● WHAT YOU HAVE TO DO: An exact reprint of all the records is the expected answer.

━━━ SOURCE MATERIAL

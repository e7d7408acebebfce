//! Error types shared by the dump reader, grammar loader and miner

use std::path::PathBuf;
use thiserror::Error;

/// Errors that can occur while reading, splitting or mining a dump
#[derive(Debug, Error)]
pub enum MinerError {
    #[error("IO error: {0}")]
    Io(#[from] std::io::Error),

    #[error("XML parse error: {0}")]
    XmlParse(String),

    #[error("Invalid dump format: {0}")]
    InvalidFormat(String),

    #[error("UTF-8 decode error: {0}")]
    Utf8(#[from] std::string::FromUtf8Error),

    #[error("Grammar error: {0}")]
    Grammar(#[from] GrammarError),

    #[error("Configuration error: {0}")]
    Config(String),
}

impl From<quick_xml::Error> for MinerError {
    fn from(e: quick_xml::Error) -> Self {
        MinerError::XmlParse(e.to_string())
    }
}

/// Errors raised while building or loading a grammar.
///
/// All of these are fatal and surface before any chunk is mined.
#[derive(Debug, Error)]
pub enum GrammarError {
    #[error("unknown grammar '{0}' (not a file and not a built-in name)")]
    UnknownGrammar(String),

    #[error("invalid pattern in {field}: {source}")]
    InvalidPattern {
        field: String,
        #[source]
        source: regex::Error,
    },

    #[error("pattern in {0} has no capture group")]
    MissingCaptureGroup(String),

    #[error("invalid grammar definition: {0}")]
    InvalidDefinition(String),

    #[error("failed to read grammar file '{}': {source}", path.display())]
    Read {
        path: PathBuf,
        #[source]
        source: std::io::Error,
    },

    #[error("failed to parse grammar file: {0}")]
    Toml(#[from] toml::de::Error),
}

━━━━━━

● SOLUTION TO THIS EXERCISE:
repository e7d7408acebebfce
//! Error types shared by the dump reader, grammar loader and miner

use std::path::PathBuf;
use thiserror::Error;

/// Errors that can occur while reading, splitting or mining a dump
#[derive(Debug, Error)]
pub enum MinerError {
    #[error("IO error: {0}")]
    Io(#[from] std::io::Error),

    #[error("XML parse error: {0}")]
    XmlParse(String),

    #[error("Invalid dump format: {0}")]
    InvalidFormat(String),

    #[error("UTF-8 decode error: {0}")]
    Utf8(#[from] std::string::FromUtf8Error),

    #[error("Grammar error: {0}")]
    Grammar(#[from] GrammarError),

    #[error("Configuration error: {0}")]
    Config(String),
}

impl From<quick_xml::Error> for MinerError {
    fn from(e: quick_xml::Error) -> Self {
        MinerError::XmlParse(e.to_string())
    }
}

/// Errors raised while building or loading a grammar.
///
/// All of these are fatal and surface before any chunk is mined.
#[derive(Debug, Error)]
pub enum GrammarError {
    #[error("unknown grammar '{0}' (not a file and not a built-in name)")]
    UnknownGrammar(String),

    #[error("invalid pattern in {field}: {source}")]
    InvalidPattern {
        field: String,
        #[source]
        source: regex::Error,
    },

    #[error("pattern in {0} has no capture group")]
    MissingCaptureGroup(String),

    #[error("invalid grammar definition: {0}")]
    InvalidDefinition(String),

    #[error("failed to read grammar file '{}': {source}", path.display())]
    Read {
        path: PathBuf,
        #[source]
        source: std::io::Error,
    },

    #[error("failed to parse grammar file: {0}")]
    Toml(#[from] toml::de::Error),
}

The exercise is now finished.